Court of Appeals of Utah

September 8, 2017

Scott Logan Gollaher, Appellant,
v.
State of Utah, Appellee.

         Third District Court, Salt Lake Department The Honorable Robin W. Reese No. 140901901

          Edwin S. Wall, Attorney for Appellant

          Sean D. Reyes, Laura B. Dupaix, and Mark C. Field, Attorneys for Appellee John W. Huber, Jeannette F. Swent, and John S. Koppel, Attorneys for Amicus Curiae United States of America

          Judge Jill M. Pohlman authored this Opinion, in which Judges Stephen L. Roth and David N. Mortensen concurred. [1]

          POHLMAN, JUDGE.

         ¶1 Scott Logan Gollaher appeals the district court's denial of his petition for extraordinary relief. Because Gollaher has not addressed the basis for the district court's ruling that other plain, speedy, and adequate remedies are available to him, we affirm.

         BACKGROUND

         ¶2 The State filed criminal charges against Gollaher for sodomy on a child and sexual exploitation of a minor. The State's evidence includes images purportedly showing Gollaher performing oral sodomy on the alleged child victim (Child). The images show Gollaher's face but do not show the face of the other individual. Both parties agree that the images are pornographic and may constitute child pornography.

         ¶3 In his defense, Gollaher planned to call Child as a witness and to show her the images at his preliminary hearing. Gollaher believed that when shown the images, Child would provide exculpatory evidence by testifying that she is not the other individual depicted. Gollaher's plan, however, was frustrated by the fact that his defense counsel feared he could not show the images to Child without risking criminal and civil liability under state and federal law. According to Gollaher, federal and state authorities both declined to grant immunity to his counsel.

         ¶4 Before his preliminary hearing was complete, Gollaher filed two pertinent motions directed to the magistrate judge presiding over that stage of the criminal proceeding. Gollaher premised the first motion on his assertion that a "plenarius conflict of interest, " i.e., a complete and total conflict of interest for any attorney, existed because no defense counsel could legally show Child the images at the preliminary hearing or otherwise obtain the exculpatory testimony. Gollaher asserted that he was thereby denied due process of law and effective assistance of counsel under the federal and state constitutions. He therefore requested that the magistrate dismiss the case based on the conflict or, alternatively, rule that the state and federal criminal and civil statutes regarding child pornography are unconstitutional as applied to his case, "in so far as they preclude defense counsel from calling child-witnesses, and using, showing and possessing child pornography in court proceedings."

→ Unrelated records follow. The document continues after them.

mod conversions;

use async_trait::async_trait;
use record_store::{ListPage, RecordStoreClient};
use serde_json::Value;

use crate::domain::{
    models::{Collection, ListParams, Page},
    ports::outbound::RecordStore,
    CrmError,
};

use self::conversions::{map_record_store_error, to_domain_page, to_list_query};

/// Adapter that wraps the record store client to implement the RecordStore port.
pub struct RecordStoreAdapter {
    client: RecordStoreClient,
}

impl RecordStoreAdapter {
    pub fn new(client: RecordStoreClient) -> Self {
        Self { client }
    }
}

#[async_trait]
impl RecordStore for RecordStoreAdapter {
    async fn list(&self, collection: Collection, params: &ListParams) -> Result<Page, CrmError> {
        let page: ListPage<Value> = self
            .client
            .list(collection.as_ref(), &to_list_query(params))
            .await
            .map_err(map_record_store_error)?;
        Ok(to_domain_page(page))
    }

    async fn get(
        &self,
        collection: Collection,
        id: &str,
        expand: Option<&str>,
    ) -> Result<Value, CrmError> {
        self.client
            .get(collection.as_ref(), id, expand)
            .await
            .map_err(map_record_store_error)
    }

    async fn create(&self, collection: Collection, body: Value) -> Result<Value, CrmError> {
        self.client
            .create(collection.as_ref(), &body)
            .await
            .map_err(map_record_store_error)
    }

    async fn update(
        &self,
        collection: Collection,
        id: &str,
        body: Value,
    ) -> Result<Value, CrmError> {
        self.client
            .update(collection.as_ref(), id, &body)
            .await
            .map_err(map_record_store_error)
    }

    async fn delete(&self, collection: Collection, id: &str) -> Result<(), CrmError> {
        self.client
            .delete(collection.as_ref(), id)
            .await
            .map_err(map_record_store_error)
    }
}
mod client;
mod filter;
mod query;
mod record_store_url;

pub(crate) use record_store_url::*;

pub use client::*;
pub use filter::*;
pub use query::*;
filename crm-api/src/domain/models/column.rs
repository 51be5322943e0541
//! Ordered column list embedded in a project board.
//!
//! The list lives inside the board record and is always rewritten as a
//! whole, so every operation here works on an in-memory `Vec<Column>`.

use std::collections::HashSet;

use serde::{Deserialize, Serialize};
use serde_json::{Map, Number, Value};

/// Name given to a column added without one.
pub const DEFAULT_COLUMN_NAME: &str = "New column";

/// Order given to a column added without one; sorts after any real position.
pub const APPEND_ORDER: i64 = 999;

/// One entry of a board's column list.
///
/// `order` is any JSON number. Keys other than `id`, `name` and `order` are
/// kept in `rest` and written back with the list.
#[derive(Debug, Clone, PartialEq, Eq, Serialize, Deserialize)]
pub struct Column {
    pub id: String,
    #[serde(default)]
    pub name: String,
    #[serde(default = "zero")]
    pub order: Number,
    #[serde(flatten)]
    pub rest: Map<String, Value>,
}

fn zero() -> Number {
    Number::from(0)
}

impl Column {
    pub fn new(id: impl Into<String>, name: impl Into<String>, order: i64) -> Self {
        Self {
            id: id.into(),
            name: name.into(),
            order: Number::from(order),
            rest: Map::new(),
        }
    }

    /// Kanban template every new board starts with.
    pub fn default_template() -> Vec<Column> {
        vec![
            Column::new("todo", "To Do", 1),
            Column::new("in_progress", "In Progress", 2),
            Column::new("done", "Done", 3),
        ]
    }
}

/// Body of an add-column request.
#[derive(Debug, Clone, Default, Deserialize)]
pub struct NewColumn {
    pub id: Option<String>,
    pub name: Option<String>,
    pub order: Option<Number>,
}

/// Body of a rename/renumber request. Only the supplied fields change.
#[derive(Debug, Clone, Default, Deserialize)]
pub struct ColumnPatch {
    pub name: Option<String>,
    pub order: Option<Number>,
}

/// Body of a reorder request: column ids in their new order.
#[derive(Debug, Clone, Default, Deserialize)]
pub struct ColumnOrder {
    pub order: Vec<String>,
}

/// Returns an id of the form `col-{seed}` that no column in `columns` uses,
/// bumping the seed until it is free.
pub fn unique_column_id(columns: &[Column], seed: i128) -> String {
    let taken: HashSet<&str> = columns.iter().map(|c| c.id.as_str()).collect();

    let mut candidate = seed;
    loop {
        let id = format!("col-{}", candidate);
        if !taken.contains(id.as_str()) {
            return id;
        }
        candidate += 1;
    }
}

/// Append a column built from `new`, generating an id from `seed` when none
/// was supplied. Returns `None` if the supplied id is already in use.
pub fn append_column(columns: &mut Vec<Column>, new: NewColumn, seed: i128) -> Option<Column> {
    let id = match new.id.filter(|id| !id.trim().is_empty()) {
        Some(id) if columns.iter().any(|c| c.id == id) => return None,
        Some(id) => id,
        None => unique_column_id(columns, seed),
    };

    let column = Column {
        id,
        name: new.name.unwrap_or_else(|| DEFAULT_COLUMN_NAME.to_string()),
        order: new.order.unwrap_or_else(|| Number::from(APPEND_ORDER)),
        rest: Map::new(),
    };
    columns.push(column.clone());
    Some(column)
}

/// Apply `patch` to the column with `id`. Returns `None`, leaving the list
/// untouched, when there is no such column.
pub fn update_column(columns: &mut [Column], id: &str, patch: ColumnPatch) -> Option<Column> {
    let column = columns.iter_mut().find(|c| c.id == id)?;

    if let Some(name) = patch.name {
        column.name = name;
    }
    if let Some(order) = patch.order {
        column.order = order;
    }
    Some(column.clone())
}

/// Renumber columns from 1 following `requested`.
///
/// Requested ids that exist on the board come first, in request order.
/// Columns the request does not mention keep their relative order and are
/// numbered after them. Unknown and repeated ids are ignored.
pub fn reorder_columns(columns: Vec<Column>, requested: &[String]) -> Vec<Column> {
    let mut remaining: Vec<Option<Column>> = columns.into_iter().map(Some).collect();
    let mut reordered = Vec::with_capacity(remaining.len());

    for id in requested {
        if let Some(slot) = remaining
            .iter_mut()
            .find(|slot| slot.as_ref().is_some_and(|c| &c.id == id))
        {
            reordered.extend(slot.take());
        }
    }
    reordered.extend(remaining.into_iter().flatten());

    for (position, column) in reordered.iter_mut().enumerate() {
        column.order = Number::from(position as u64 + 1);
    }
    reordered
}
use std::time::Duration;

use reqwest::{RequestBuilder, Response};
use serde::{de::DeserializeOwned, Deserialize, Serialize};
use thiserror::Error;

use crate::{ListPage, ListQuery, RecordStoreURL};

/// HTTP client for a collection-based record store.
///
/// Every call maps to exactly one request. There are no retries and no
/// automatic pagination; callers that need more than one page loop over
/// [`RecordStoreClient::list`] themselves.
#[derive(Debug, Clone)]
pub struct RecordStoreClient {
    http: reqwest::Client,
    base_url: RecordStoreURL,
}

impl RecordStoreClient {
    pub fn new(base_url: impl Into<String>) -> Self {
        Self {
            http: reqwest::Client::new(),
            base_url: RecordStoreURL::new(base_url),
        }
    }

    /// Like [`RecordStoreClient::new`], but every request is aborted after `timeout`.
    pub fn with_timeout(
        base_url: impl Into<String>,
        timeout: Duration,
    ) -> Result<Self, RecordStoreError> {
        let http = reqwest::Client::builder()
            .timeout(timeout)
            .build()
            .map_err(|e| RecordStoreError::Other(e.to_string()))?;

        Ok(Self {
            http,
            base_url: RecordStoreURL::new(base_url),
        })
    }

    pub fn base_url(&self) -> &str {
        self.base_url.as_ref()
    }

    pub async fn list<T: DeserializeOwned>(
        &self,
        collection: &str,
        query: &ListQuery,
    ) -> Result<ListPage<T>, RecordStoreError> {
        let url = self.base_url.records(collection);
        tracing::debug!(%collection, query = ?query.as_pairs(), "listing records");

        let request = self.http.get(url.as_ref()).query(&query.as_pairs());
        self.fetch(request).await
    }

    pub async fn get<T: DeserializeOwned>(
        &self,
        collection: &str,
        id: &str,
        expand: Option<&str>,
    ) -> Result<T, RecordStoreError> {
        let url = self.base_url.record(collection, id);

        let mut request = self.http.get(url.as_ref());
        if let Some(expand) = expand {
            request = request.query(&[("expand", expand)]);
        }
        self.fetch(request).await
    }

    pub async fn create<B: Serialize + ?Sized, T: DeserializeOwned>(
        &self,
        collection: &str,
        body: &B,
    ) -> Result<T, RecordStoreError> {
        let url = self.base_url.records(collection);
        tracing::debug!(%collection, "creating record");

        self.fetch(self.http.post(url.as_ref()).json(body)).await
    }

    /// Partial update; only the fields present in `body` are changed.
    pub async fn update<B: Serialize + ?Sized, T: DeserializeOwned>(
        &self,
        collection: &str,
        id: &str,
        body: &B,
    ) -> Result<T, RecordStoreError> {
        let url = self.base_url.record(collection, id);
        tracing::debug!(%collection, %id, "updating record");

        self.fetch(self.http.patch(url.as_ref()).json(body)).await
    }

    pub async fn delete(&self, collection: &str, id: &str) -> Result<(), RecordStoreError> {
        let url = self.base_url.record(collection, id);
        tracing::debug!(%collection, %id, "deleting record");

        self.send(self.http.delete(url.as_ref())).await?;
        Ok(())
    }

    async fn fetch<T: DeserializeOwned>(
        &self,
        request: RequestBuilder,
    ) -> Result<T, RecordStoreError> {
        let resp = self.send(request).await?;

        resp.json::<T>().await.map_err(|e| {
            RecordStoreError::ParsingError(format!("Failed to parse response as JSON: {}", e))
        })
    }

    async fn send(&self, request: RequestBuilder) -> Result<Response, RecordStoreError> {
        let resp = request
            .send()
            .await
            .map_err(|e| RecordStoreError::ResponseError(e.to_string()))?;

        let status = resp.status();
        if status.is_success() {
            return Ok(resp);
        }

        let body = resp.text().await.unwrap_or_default();
        let message = error_message(&body)
            .unwrap_or_else(|| status.canonical_reason().unwrap_or("Unknown error").to_string());
        tracing::warn!(status = status.as_u16(), %message, "record store returned an error");

        Err(RecordStoreError::Status {
            status: status.as_u16(),
            message,
        })
    }
}

#[derive(Error, Debug)]
pub enum RecordStoreError {
    #[error("ResponseError: {0}")]
    ResponseError(String),
    #[error("{message}")]
    Status { status: u16, message: String },
    #[error("ParsingError: {0}")]
    ParsingError(String),
    #[error("Other: {0}")]
    Other(String),
}

impl RecordStoreError {
    /// The upstream HTTP status, if the store answered at all.
    pub fn status(&self) -> Option<u16> {
        match self {
            Self::Status { status, .. } => Some(*status),
            _ => None,
        }
    }
}

/// Error body returned by the record store on non-2xx responses.
#[derive(Debug, Deserialize)]
struct StoreErrorBody {
    message: Option<String>,
}

fn error_message(body: &str) -> Option<String> {
    let trimmed = body.trim();
    if trimmed.is_empty() {
        return None;
    }

    match serde_json::from_str::<StoreErrorBody>(trimmed) {
        Ok(StoreErrorBody {
            message: Some(message),
        }) if !message.is_empty() => Some(message),
        Ok(_) => None,
        Err(_) => Some(trimmed.to_string()),
    }
}
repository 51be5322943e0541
use std::sync::Arc;

use itertools::Itertools;
use serde_json::Value;

use crate::domain::{
    models::{
        BoardTasks, Collection, ListParams, MoveTaskRequest, Page, ProjectBoard, ProjectTask,
    },
    ports::outbound::RecordStore,
    services::records::{decode_all, fetch_all, RecordService},
    CrmError,
};

pub struct TaskService {
    store: Arc<dyn RecordStore>,
    records: RecordService,
    page_size: u32,
}

impl TaskService {
    pub fn new(store: Arc<dyn RecordStore>, page_size: u32) -> Self {
        Self {
            records: RecordService::new(store.clone(), Collection::ProjectTasks, page_size),
            store,
            page_size,
        }
    }

    pub fn records(&self) -> &RecordService {
        &self.records
    }

    /// Tasks of one board with their assignee expanded.
    pub async fn list_for_board(&self, board_id: &str) -> Result<Page, CrmError> {
        let params = ListParams::new()
            .where_eq("board_id", board_id)
            .expand("assignee_id");
        self.records.list(&params).await
    }

    /// Every board of a project paired with its tasks, sorted by task order.
    ///
    /// Both collections are read in full and matched here rather than through
    /// store filters.
    pub async fn board_tasks(&self, project_id: &str) -> Result<Vec<BoardTasks>, CrmError> {
        let boards: Vec<ProjectBoard> = decode_all(
            fetch_all(
                self.store.as_ref(),
                Collection::ProjectBoards,
                ListParams::new(),
                self.page_size,
            )
            .await?,
        )?;
        let boards: Vec<ProjectBoard> = boards
            .into_iter()
            .filter(|board| board.belongs_to(project_id))
            .collect();

        if boards.is_empty() {
            return Ok(Vec::new());
        }

        let tasks: Vec<ProjectTask> = decode_all(self.records.list_all(ListParams::new()).await?)?;

        Ok(boards
            .into_iter()
            .map(|board| {
                let board_tasks = tasks
                    .iter()
                    .filter(|task| task.belongs_to(&board.id))
                    .cloned()
                    .sorted_by(ProjectTask::cmp_order)
                    .collect();

                BoardTasks {
                    board,
                    tasks: board_tasks,
                }
            })
            .collect())
    }

    /// Move a task to another board and position.
    pub async fn move_task(
        &self,
        task_id: &str,
        request: MoveTaskRequest,
    ) -> Result<Value, CrmError> {
        let move_task = request
            .validate()
            .ok_or_else(|| CrmError::invalid_input("board_id and order are required"))?;

        self.records.update(task_id, &move_task).await
    }
}
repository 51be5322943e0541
use axum::{
    http::{header, Method},
    routing::get,
    Router,
};
use tower_http::{
    cors::{AllowOrigin, Any, CorsLayer},
    trace::{DefaultMakeSpan, TraceLayer},
};

use crate::{app_state::AppState, config::ApplicationSettings, routes};

pub fn create(app_state: AppState, settings: &ApplicationSettings) -> Router<()> {
    Router::new()
        .route("/", get(|| async { "CRM backend is running" }))
        .nest("/accounts", routes::accounts::router())
        .nest("/leads", routes::leads::router())
        .nest("/types", routes::types::router())
        .nest("/projects", routes::projects::router())
        .nest("/account-leads", routes::account_leads::router())
        .nest("/boards", routes::boards::router())
        .nest("/tasks", routes::tasks::router())
        .with_state(app_state)
        .layer(cors(settings))
        .layer(TraceLayer::new_for_http().make_span_with(DefaultMakeSpan::default()))
}

fn cors(settings: &ApplicationSettings) -> CorsLayer {
    let cors = CorsLayer::new()
        .allow_methods([
            Method::GET,
            Method::POST,
            Method::PUT,
            Method::PATCH,
            Method::DELETE,
        ])
        .allow_headers([header::CONTENT_TYPE]);

    if settings.allow_any_origin {
        return cors.allow_origin(Any);
    }

    let app_url = settings.app_url.clone();
    cors.allow_origin(AllowOrigin::predicate(move |origin, _| {
        origin.as_bytes() == app_url.as_bytes()
    }))
}

#[cfg(test)]
mod tests {
    use std::sync::Arc;

    use axum::{
        body::{to_bytes, Body},
        http::{Request, StatusCode},
    };
    use serde_json::{json, Value};
    use tower::ServiceExt;

    use super::*;
    use crate::{adapters::outbound::mock::MockRecordStore, domain::models::Collection};

    fn settings() -> ApplicationSettings {
        ApplicationSettings {
            port: 5000,
            host: "127.0.0.1".into(),
            app_url: "http://localhost:5173".into(),
            allow_any_origin: false,
        }
    }

    fn app(store: Arc<MockRecordStore>) -> Router {
        create(AppState::new(store, 2), &settings())
    }

    async fn send(
        app: Router,
        method: &str,
        uri: &str,
        body: Option<Value>,
    ) -> (StatusCode, Value) {
        let request = Request::builder().method(method).uri(uri);
        let request = match body {
            Some(body) => request
                .header(header::CONTENT_TYPE, "application/json")
                .body(Body::from(body.to_string())),
            None => request.body(Body::empty()),
        }
        .unwrap();

        let response = app.oneshot(request).await.unwrap();
        let status = response.status();
        let bytes = to_bytes(response.into_body(), usize::MAX).await.unwrap();
        let body = serde_json::from_slice(&bytes).unwrap_or(Value::Null);
        (status, body)
    }

    fn board_store() -> Arc<MockRecordStore> {
        Arc::new(MockRecordStore::new().with_records(
            Collection::ProjectBoards,
            vec![json!({
                "id": "b1",
                "title": "Sprint",
                "project_id": "p1",
                "columns": [
                    {"id": "a", "name": "A", "order": 1},
                    {"id": "b", "name": "B", "order": 2},
                    {"id": "c", "name": "C", "order": 3}
                ]
            })],
        ))
    }

    #[tokio::test]
    async fn banner_is_served_at_root() {
        let store = Arc::new(MockRecordStore::new());
        let response = app(store)
            .oneshot(Request::builder().uri("/").body(Body::empty()).unwrap())
            .await
            .unwrap();

        assert_eq!(response.status(), StatusCode::OK);
        let bytes = to_bytes(response.into_body(), usize::MAX).await.unwrap();
        assert_eq!(&bytes[..], b"CRM backend is running");
    }

    #[tokio::test]
    async fn creating_an_account_returns_201_with_allow_listed_fields() {
        let store = Arc::new(MockRecordStore::new());

        let (status, body) = send(
            app(store.clone()),
            "POST",
            "/accounts",
            Some(json!({"name": "Acme", "industry_type": "t1", "is_admin": true})),
        )
        .await;

        assert_eq!(status, StatusCode::CREATED);
        assert_eq!(body["name"], "Acme");
        assert_eq!(body["type_id"], "t1");
        assert_eq!(body["website"], Value::Null);
        assert!(body.get("is_admin").is_none());
        assert_eq!(store.records(Collection::Accounts).len(), 1);
    }

    #[tokio::test]
    async fn missing_record_keeps_upstream_404() {
        let store = Arc::new(MockRecordStore::new());

        let (status, body) = send(app(store), "GET", "/leads/nope", None).await;

        assert_eq!(status, StatusCode::NOT_FOUND);
        assert!(body["error"].is_string());
    }

    #[tokio::test]
    async fn store_failure_becomes_500() {
        let store = Arc::new(MockRecordStore::new().failing(Collection::Projects));

        let (status, body) = send(app(store), "GET", "/projects", None).await;

        assert_eq!(status, StatusCode::INTERNAL_SERVER_ERROR);
        assert!(body["error"].is_string());
    }

    #[tokio::test]
    async fn types_listing_reads_every_page() {
        let types = (0..5)
            .map(|i| json!({"id": format!("t{}", i), "name": format!("Type {}", i)}))
            .collect();
        let store = Arc::new(MockRecordStore::new().with_records(Collection::Types, types));

        let (status, body) = send(app(store), "GET", "/types", None).await;

        assert_eq!(status, StatusCode::OK);
        assert_eq!(body["items"].as_array().map(Vec::len), Some(5));
    }

    #[tokio::test]
    async fn duplicate_active_relation_is_a_conflict() {
        let store = Arc::new(MockRecordStore::new().with_records(
            Collection::AccountLeads,
            vec![json!({"id": "r1", "account_id": "a1", "lead_id": "l1", "end_date": ""})],
        ));

        let (status, body) = send(
            app(store.clone()),
            "POST",
            "/account-leads",
            Some(json!({"account_id": "a1", "lead_id": "l1"})),
        )
        .await;

        assert_eq!(status, StatusCode::CONFLICT);
        assert_eq!(body["code"], "ACTIVE_RELATION_EXISTS");
        assert_eq!(store.records(Collection::AccountLeads).len(), 1);
    }

    #[tokio::test]
    async fn closed_relation_allows_a_new_one() {
        let store = Arc::new(MockRecordStore::new().with_records(
            Collection::AccountLeads,
            vec![json!({
                "id": "r1",
                "account_id": "a1",
                "lead_id": "l1",
                "end_date": "2024-01-31"
            })],
        ));

        let (status, body) = send(
            app(store.clone()),
            "POST",
            "/account-leads",
            Some(json!({"account_id": "a1", "lead_id": "l1", "start_date": "2024-02-01"})),
        )
        .await;

        assert_eq!(status, StatusCode::CREATED);
        assert_eq!(body["start_date"], "2024-02-01");
        assert_eq!(body["notes"], "");
        assert_eq!(store.records(Collection::AccountLeads).len(), 2);
    }

    #[tokio::test]
    async fn new_board_gets_default_columns() {
        let store = Arc::new(MockRecordStore::new());

        let (status, body) = send(
            app(store),
            "POST",
            "/boards",
            Some(json!({"title": "Sprint 1", "project_id": "p1"})),
        )
        .await;

        assert_eq!(status, StatusCode::CREATED);
        let ids: Vec<&str> = body["columns"]
            .as_array()
            .unwrap()
            .iter()
            .filter_map(|c| c["id"].as_str())
            .collect();
        assert_eq!(ids, vec!["todo", "in_progress", "done"]);
    }

    #[tokio::test]
    async fn reorder_returns_ok_and_renumbers() {
        let store = board_store();

        let (status, body) = send(
            app(store.clone()),
            "PUT",
            "/boards/b1/columns/reorder",
            Some(json!({"order": ["c", "a"]})),
        )
        .await;

        assert_eq!(status, StatusCode::OK);
        assert_eq!(body, json!({"ok": true}));

        let board = store.record(Collection::ProjectBoards, "b1").unwrap();
        assert_eq!(
            board["columns"],
            json!([
                {"id": "c", "name": "C", "order": 1},
                {"id": "a", "name": "A", "order": 2},
                {"id": "b", "name": "B", "order": 3}
            ])
        );
    }

    #[tokio::test]
    async fn renaming_unknown_column_is_404() {
        let store = board_store();

        let (status, body) = send(
            app(store.clone()),
            "PUT",
            "/boards/b1/columns/zzz",
            Some(json!({"name": "Renamed"})),
        )
        .await;

        assert_eq!(status, StatusCode::NOT_FOUND);
        assert_eq!(body["code"], "COLUMN_NOT_FOUND");
        let board = store.record(Collection::ProjectBoards, "b1").unwrap();
        assert_eq!(board["columns"][0]["name"], "A");
    }

    #[tokio::test]
    async fn added_column_is_returned_with_201() {
        let store = board_store();

        let (status, body) = send(
            app(store.clone()),
            "POST",
            "/boards/b1/columns",
            Some(json!({"id": "review", "name": "Review", "order": 4})),
        )
        .await;

        assert_eq!(status, StatusCode::CREATED);
        assert_eq!(body, json!({"id": "review", "name": "Review", "order": 4}));

        let (status, columns) = send(app(store), "GET", "/boards/b1/columns", None).await;
        assert_eq!(status, StatusCode::OK);
        assert_eq!(columns.as_array().map(Vec::len), Some(4));
    }

    #[tokio::test]
    async fn move_without_order_is_rejected() {
        let store = Arc::new(MockRecordStore::new().with_records(
            Collection::ProjectTasks,
            vec![json!({"id": "t1", "board_id": "b1", "order": 1.0})],
        ));

        let (status, body) = send(
            app(store),
            "PATCH",
            "/tasks/t1/move",
            Some(json!({"board_id": "b2"})),
        )
        .await;

        assert_eq!(status, StatusCode::BAD_REQUEST);
        assert_eq!(body["error"], "board_id and order are required");
    }

    #[tokio::test]
    async fn malformed_json_is_a_client_error() {
        let store = Arc::new(MockRecordStore::new());
        let request = Request::builder()
            .method("POST")
            .uri("/leads")
            .header(header::CONTENT_TYPE, "application/json")
            .body(Body::from("{not json"))
            .unwrap();

        let response = app(store).oneshot(request).await.unwrap();

        assert_eq!(response.status(), StatusCode::BAD_REQUEST);
    }
}
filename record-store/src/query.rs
use serde::{Deserialize, Serialize};

use crate::Filter;

/// Query parameters for listing records of a collection.
#[derive(Debug, Clone, Default)]
pub struct ListQuery {
    pub page: Option<u32>,
    pub per_page: Option<u32>,
    pub filter: Option<Filter>,
    pub expand: Option<String>,
}

impl ListQuery {
    pub fn new() -> Self {
        Self::default()
    }

    pub fn page(mut self, page: u32) -> Self {
        self.page = Some(page);
        self
    }

    pub fn per_page(mut self, per_page: u32) -> Self {
        self.per_page = Some(per_page);
        self
    }

    pub fn filter(mut self, filter: Filter) -> Self {
        self.filter = Some(filter);
        self
    }

    pub fn expand(mut self, expand: impl Into<String>) -> Self {
        self.expand = Some(expand.into());
        self
    }

    /// Query string pairs, in a stable order.
    pub fn as_pairs(&self) -> Vec<(&'static str, String)> {
        let mut pairs = Vec::new();
        if let Some(page) = self.page {
            pairs.push(("page", page.to_string()));
        }
        if let Some(per_page) = self.per_page {
            pairs.push(("perPage", per_page.to_string()));
        }
        if let Some(filter) = self.filter.as_ref().filter(|f| !f.is_empty()) {
            pairs.push(("filter", filter.as_filter_expression()));
        }
        if let Some(expand) = &self.expand {
            pairs.push(("expand", expand.clone()));
        }
        pairs
    }
}

/// One page of a collection listing, as returned by the record store.
#[derive(Debug, Clone, Serialize, Deserialize)]
#[serde(rename_all = "camelCase")]
pub struct ListPage<T> {
    #[serde(default)]
    pub page: u32,
    #[serde(default)]
    pub per_page: u32,
    #[serde(default)]
    pub total_items: i64,
    #[serde(default)]
    pub total_pages: i64,
    pub items: Vec<T>,
}
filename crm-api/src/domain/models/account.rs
use serde::{Deserialize, Serialize};

/// Fields forwarded when creating or replacing an account.
///
/// Every field is always sent; missing input becomes `null`. The industry
/// type is accepted as `industry_type` (create form) or `type_id` (edit
/// form) and stored as `type_id`.
#[derive(Debug, Clone, Default, PartialEq, Serialize, Deserialize)]
pub struct AccountFields {
    pub name: Option<String>,
    pub website: Option<String>,
    pub address: Option<String>,
    pub phone: Option<String>,
    pub tax_id: Option<String>,
    #[serde(alias = "industry_type")]
    pub type_id: Option<String>,
}

/// Partial account update: only fields present in the request are sent.
#[derive(Debug, Clone, Default, PartialEq, Serialize, Deserialize)]
pub struct AccountPatch {
    #[serde(
        default,
        skip_serializing_if = "Option::is_none",
        with = "::serde_with::rust::double_option"
    )]
    pub name: Option<Option<String>>,
    #[serde(
        default,
        skip_serializing_if = "Option::is_none",
        with = "::serde_with::rust::double_option"
    )]
    pub website: Option<Option<String>>,
    #[serde(
        default,
        skip_serializing_if = "Option::is_none",
        with = "::serde_with::rust::double_option"
    )]
    pub address: Option<Option<String>>,
    #[serde(
        default,
        skip_serializing_if = "Option::is_none",
        with = "::serde_with::rust::double_option"
    )]
    pub phone: Option<Option<String>>,
    #[serde(
        default,
        skip_serializing_if = "Option::is_none",
        with = "::serde_with::rust::double_option"
    )]
    pub tax_id: Option<Option<String>>,
    #[serde(
        default,
        alias = "industry_type",
        skip_serializing_if = "Option::is_none",
        with = "::serde_with::rust::double_option"
    )]
    pub type_id: Option<Option<String>>,
}
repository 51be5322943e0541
pub mod http;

         ¶5 Gollaher's second motion related to subpoenas he had issued to three federal agents involved in the criminal investigation against him, seeking copies of their reports, notes, and recordings. In response to Gollaher's subpoenas, the United States Department of Justice (the DOJ) authorized the three federal agents to provide limited testimony in the criminal case, informed Gollaher that two of the agents did not have documents responsive to the subpoenas, and stated that federal regulations prohibited the other agent from disclosing any documents. Gollaher requested a court order that would exclude further testimony from the federal agents and strike any testimony they had already provided. He also asked the magistrate to order the federal agents to show cause why they should not be held in contempt for failing to fully comply with the subpoenas.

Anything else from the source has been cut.